The discussion of human health in relationship to mineral deficiencies has been discussed in great detail in the media as well as medical journals. Even though the comments are relevant the fact of the matter is that the body works on balances rather than deficiencies. Another words it is possible for someone to have to much of one mineral and not enough of another. Calcium is a classic example of this. In just about every magazine there are articles on calcium and the importance of regularly taking calcium supplement in your diet. this fact is very true for bone health, etc. What they don't mention is that if you take more than body needs and where magnesium is not present in appropriate doses, it will cause bones to become brittle. Defeats the purpose of taking calcium don't you think?

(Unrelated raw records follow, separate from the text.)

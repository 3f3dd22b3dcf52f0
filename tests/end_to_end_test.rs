mod common;

use std::time::Duration;

use common::TestHarness;
use docking_core::engine::MockEngine;
use docking_core::models::RunOptionOverrides;
use docking_core::state_machine::{RunStatus, TaskState};
use docking_core::storage::Store;
use tokio_util::sync::CancellationToken;

#[tokio::test]
async fn test_fast_run_against_two_proteins_succeeds() {
    let harness = TestHarness::new();
    let proteins = harness.add_proteins(2).await;
    let ligand = harness.add_ligand("caffeine", "CN1C=NC2=C1C(=O)N(C(=O)N2C)C").await;

    let graph = harness
        .service
        .submit_run(ligand.ligand_id, &proteins, "fast", &RunOptionOverrides::default())
        .await
        .unwrap();
    assert_eq!(graph.tasks.len(), 10);
    assert_eq!(harness.drain().await, 10);

    let progress = harness.service.run_status(graph.run.run_id).await.unwrap();
    assert_eq!(progress.status, RunStatus::Succeeded);
    assert_eq!(progress.done_tasks, 10);
    assert_eq!(progress.failed_tasks, 0);
    assert!(progress.running_task_ids.is_empty());

    for task in harness.store.list_tasks(graph.run.run_id).await.unwrap() {
        assert_eq!(task.status, TaskState::Succeeded);
        assert_eq!(task.attempts, 1);
        assert!(task.error.is_none());
        assert!(task.log_path.is_some());
    }

    // Ranking: best score per protein is the minimum over its conformer tasks
    let results = harness.service.run_results(graph.run.run_id).await.unwrap();
    assert_eq!(results.per_protein.len(), 2);
    for entry in &results.per_protein {
        let expected = graph
            .tasks
            .iter()
            .filter(|t| t.protein_id == entry.protein_id)
            .map(|t| MockEngine::score_for(t.task_id, ligand.ligand_id, &t.protein_id))
            .fold(f64::INFINITY, f64::min);
        assert_eq!(entry.best_score, Some(expected));
        assert_eq!(entry.status, TaskState::Succeeded);
        assert_eq!(entry.pose_paths.len(), 1);
    }
    let ranked: Vec<f64> = results.ranking.iter().filter_map(|r| r.best_score).collect();
    assert!(ranked.windows(2).all(|w| w[0] <= w[1]));

    // Cached counters on the run row agree with the recomputation
    let run = harness.store.get_run(graph.run.run_id).await.unwrap().unwrap();
    assert_eq!(run.status, RunStatus::Succeeded);
    assert_eq!(run.done_tasks, 10);
}

#[tokio::test]
async fn test_missing_receptor_fails_after_retries_without_touching_siblings() {
    let harness = TestHarness::with_config(|config| config.execution.max_retries = 2);
    let proteins = harness.add_proteins(2).await;
    std::fs::remove_file(harness.protein_dir("P2").join("receptor.pdbqt")).unwrap();
    let ligand = harness.add_ligand("ethanol", "CCO").await;

    let overrides = RunOptionOverrides {
        num_conformers: Some(2),
        ..Default::default()
    };
    let graph = harness
        .service
        .submit_run(ligand.ligand_id, &proteins, "fast", &overrides)
        .await
        .unwrap();

    // 2 healthy deliveries + 2 broken tasks × (1 + 2 retries)
    assert_eq!(harness.drain().await, 2 + 2 * 3);

    for task in harness.store.list_tasks(graph.run.run_id).await.unwrap() {
        if task.protein_id == "P2" {
            assert_eq!(task.status, TaskState::Failed);
            assert_eq!(task.attempts, 3);
            assert_eq!(task.error.as_deref(), Some("Receptor file not found"));
        } else {
            assert_eq!(task.status, TaskState::Succeeded);
        }
    }

    let progress = harness.service.run_status(graph.run.run_id).await.unwrap();
    assert_eq!(progress.status, RunStatus::Failed);
    assert_eq!(progress.done_tasks, 2);
    assert_eq!(progress.failed_tasks, 2);

    let results = harness.service.run_results(graph.run.run_id).await.unwrap();
    let failed = results
        .ranking
        .last()
        .expect("failed protein is ranked last");
    assert_eq!(failed.protein_id, "P2");
    assert_eq!(failed.best_score, None);
    assert_eq!(failed.status, TaskState::Failed);
}

#[tokio::test]
async fn test_batch_results_rank_runs_by_best_score() {
    let harness = TestHarness::new();
    let proteins = harness.add_proteins(2).await;
    let ethanol = harness.add_ligand("ethanol", "CCO").await;
    let methanol = harness.add_ligand("methanol", "CO").await;

    let overrides = RunOptionOverrides {
        num_conformers: Some(2),
        ..Default::default()
    };
    let graph = harness
        .service
        .submit_batch(
            Some("alcohols".to_string()),
            &[ethanol.ligand_id, methanol.ligand_id],
            &proteins,
            "fast",
            &overrides,
        )
        .await
        .unwrap();
    assert_eq!(harness.drain().await, 8);

    let results = harness.service.batch_results(graph.batch.batch_id).await.unwrap();
    assert_eq!(results.name.as_deref(), Some("alcohols"));
    assert_eq!(results.preset, "fast");
    assert_eq!(results.progress.status, RunStatus::Succeeded);
    assert_eq!(results.progress.done_runs, 2);
    assert_eq!(results.progress.done_tasks, 8);
    assert_eq!(results.runs.len(), 2);
    assert!(results.runs[0].best_score <= results.runs[1].best_score);
    for entry in &results.runs {
        assert_eq!(entry.status, RunStatus::Succeeded);
        assert_eq!(entry.done_tasks, 4);
        assert!(entry.best_protein.as_deref().is_some_and(|p| p.starts_with("Protein P")));
    }
}

#[tokio::test]
async fn test_worker_pool_drives_run_to_completion() {
    let harness = TestHarness::new();
    let proteins = harness.add_proteins(3).await;
    let ligand = harness.add_ligand("ethanol", "CCO").await;
    let graph = harness
        .service
        .submit_run(ligand.ligand_id, &proteins, "fast", &RunOptionOverrides::default())
        .await
        .unwrap();

    let pool = harness.pool();
    let stats = pool.stats();
    let shutdown = CancellationToken::new();
    let handle = tokio::spawn(pool.run(shutdown.clone()));

    let finished = tokio::time::timeout(Duration::from_secs(30), async {
        loop {
            let progress = harness.service.run_status(graph.run.run_id).await.unwrap();
            if progress.status.is_terminal() {
                return progress;
            }
            tokio::time::sleep(Duration::from_millis(20)).await;
        }
    })
    .await
    .expect("run finished in time");

    shutdown.cancel();
    handle.await.unwrap();

    assert_eq!(finished.status, RunStatus::Succeeded);
    assert_eq!(finished.done_tasks, 15);
    assert_eq!(stats.processed(), 15);
}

Therefore before you go out and supplements it makes sense to evaluate exactly what you need. Fortunately, with access to modern analysis technology we able to identify what our bodies really need through the use of a hair / tissue analysis.
 

What is a Hair Analysis?
 

Hair Tissue Mineral Analysis (HTMA) is an analytical test that measures the mineral composition of hair. It is regarded by many doctors, naturopaths and nutritional therapists as one of the most valuable screening tools available in everyday and preventative health care.
 

Why hair tissue?
 

Hair is a body tissue made up of mostly dead, keratinized cells fused together. The shaft of the hair is the portion that projects from the skin surface. The root of the hair, below the skin surface, contains living matrix cells from which the hair grows. Matrix cells depend on the blood supply for nourish­ment and growth. As they grow and divide, minerals are keratinized into the growing hair shaft, creating a permanent record of metabolic activity and exposure to toxic elements.


Mineral concentrations in the hair can provide a reliable indicator of mineral stores in the whole body. If your health, diet or environment has created a mineral imbalance or toxic mineral excess, it will be recorded in the hair shaft. Research has shown that hair mineral levels reflect stored mineral levels in other body tissues.